------ MATERIAL FOR THE TASK

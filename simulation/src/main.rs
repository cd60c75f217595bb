//! Epinet - SIR epidemic simulation on scale-free networks
//!
//! Grows a Barabási–Albert contact network, seeds one infection and prints
//! the resulting S/I/R curves, optionally exporting them for plotting.

use std::path::PathBuf;

use clap::{Args, Parser, Subcommand};
use epinet_logging::{EpinetSubscriberBuilder, LogConfig};
use tracing::info;

use epinet_simulation::{
    ConfigError, RandomSource, Scenario, SimConfig, SimConfigFile, Simulation, report, topology,
};

#[derive(Parser)]
#[command(
    name = "epinet",
    about = "SIR epidemic simulation on Barabási–Albert scale-free networks",
    version
)]
struct Cli {
    /// Enable verbose logging
    #[arg(short, long, global = true)]
    verbose: bool,

    /// Emit logs as JSON lines instead of human-readable text
    #[arg(long, global = true)]
    log_json: bool,

    /// Also write JSONL logs to daily-rotated files in this directory
    #[arg(long, global = true)]
    log_dir: Option<PathBuf>,

    #[command(subcommand)]
    command: Commands,
}

#[derive(Subcommand)]
enum Commands {
    /// Run a simulation with the given parameters
    Run(RunArgs),

    /// Run one of the pre-built scenarios
    Scenario {
        /// Which scenario to run
        #[arg(value_enum)]
        name: Scenario,

        /// Seed for the random source
        #[arg(short, long)]
        seed: Option<u64>,
    },

    /// Generate a network and print its degree statistics
    Topology {
        /// Number of nodes
        #[arg(short, long, default_value = "1000")]
        population: usize,

        /// Edges brought by each new node
        #[arg(short = 'm', long, default_value = "3")]
        attachment_degree: usize,

        /// Seed for the random source
        #[arg(short, long)]
        seed: Option<u64>,

        /// Number of adjacency lists to print
        #[arg(long, default_value = "20")]
        show: usize,
    },
}

#[derive(Args)]
struct RunArgs {
    /// Load parameters from a JSON file (flags below are then ignored,
    /// except --seed)
    #[arg(short, long)]
    config: Option<PathBuf>,

    /// Number of people (nodes)
    #[arg(short, long, default_value = "1000", allow_negative_numbers = true)]
    population: i64,

    /// Edges brought by each new node (m)
    #[arg(short = 'm', long, default_value = "3", allow_negative_numbers = true)]
    attachment_degree: i64,

    /// Per-contact daily transmission probability (beta)
    #[arg(short = 'b', long, default_value = "0.3", allow_negative_numbers = true)]
    infection_rate: f64,

    /// Daily recovery probability (gamma)
    #[arg(short = 'g', long, default_value = "0.05", allow_negative_numbers = true)]
    recovery_rate: f64,

    /// Number of simulated days
    #[arg(short = 't', long, default_value = "50", allow_negative_numbers = true)]
    steps: i64,

    /// Seed for the random source
    #[arg(short, long, allow_negative_numbers = true)]
    seed: Option<i64>,

    /// Write the daily history as CSV
    #[arg(long)]
    csv: Option<PathBuf>,

    /// Write the full run report as JSON
    #[arg(long)]
    json: Option<PathBuf>,

    /// Write a JSON sample of the network with terminal statuses
    #[arg(long)]
    network: Option<PathBuf>,

    /// Number of nodes in the network sample
    #[arg(long, default_value = "100")]
    sample: usize,

    /// Skip the terminal chart
    #[arg(long)]
    quiet_chart: bool,
}

impl RunArgs {
    fn sim_config(&self) -> Result<SimConfig, ConfigError> {
        let Some(path) = &self.config else {
            return SimConfig::try_from(SimConfigFile {
                population: self.population,
                attachment_degree: self.attachment_degree,
                infection_rate: self.infection_rate,
                recovery_rate: self.recovery_rate,
                steps: self.steps,
                seed: self.seed,
            });
        };

        let mut config = SimConfig::load(path)?;
        if let Some(seed) = self.seed {
            config.seed = Some(u64::try_from(seed).map_err(|_| ConfigError::Seed(seed))?);
        }
        Ok(config)
    }
}

fn main() -> anyhow::Result<()> {
    let cli = Cli::parse();

    // Set up tracing
    let mut log_config = if cli.verbose {
        LogConfig::development()
    } else {
        LogConfig::default()
    }
    .with_json_console(cli.log_json);
    if let Some(directory) = cli.log_dir.clone() {
        log_config = log_config.with_log_dir(directory);
    }
    let _guard = EpinetSubscriberBuilder::new().with_config(log_config).init();

    match cli.command {
        Commands::Run(args) => run(args)?,
        Commands::Scenario { name, seed } => {
            name.run(seed)?;
        }
        Commands::Topology {
            population,
            attachment_degree,
            seed,
            show,
        } => {
            let mut rng = RandomSource::new(seed);
            let graph = topology::generate(population, attachment_degree, &mut rng)?;
            let degrees = graph.degree_summary();

            println!("{}", graph.visualize(show));
            println!("Seed: {}", rng.seed());
            println!(
                "Degree: min {}, mean {:.2}, max {}",
                degrees.min, degrees.mean, degrees.max
            );
            println!("  degree  nodes");
            for (degree, count) in degrees.histogram.iter().enumerate() {
                if *count > 0 {
                    println!("  {:>6}  {}", degree, count);
                }
            }
        }
    }

    Ok(())
}

fn run(args: RunArgs) -> anyhow::Result<()> {
    let config = args.sim_config()?;
    info!(?config, "Starting simulation");

    let outcome = Simulation::new(config)?.run();

    if !args.quiet_chart {
        println!("{}", report::render_chart(&outcome.history, 72, 16));
    }
    print!("{}", report::summary(&outcome));

    if let Some(path) = &args.csv {
        report::save_csv(&outcome.history, path)?;
        println!("History saved to {}", path.display());
    }
    if let Some(path) = &args.json {
        report::save_json(&outcome, path)?;
        println!("Report saved to {}", path.display());
    }
    if let Some(path) = &args.network {
        report::save_network_sample(&outcome, args.sample, path)?;
        println!("Network sample saved to {}", path.display());
    }

    Ok(())
}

------------

* **TASK TO CARRY OUT**:
Above are the records. Identify each line that contains the word "scale".

* **SOLVED EXERCISE**:
//! Epinet - SIR epidemic simulation on scale-free networks
    about = "SIR epidemic simulation on Barabási–Albert scale-free networks",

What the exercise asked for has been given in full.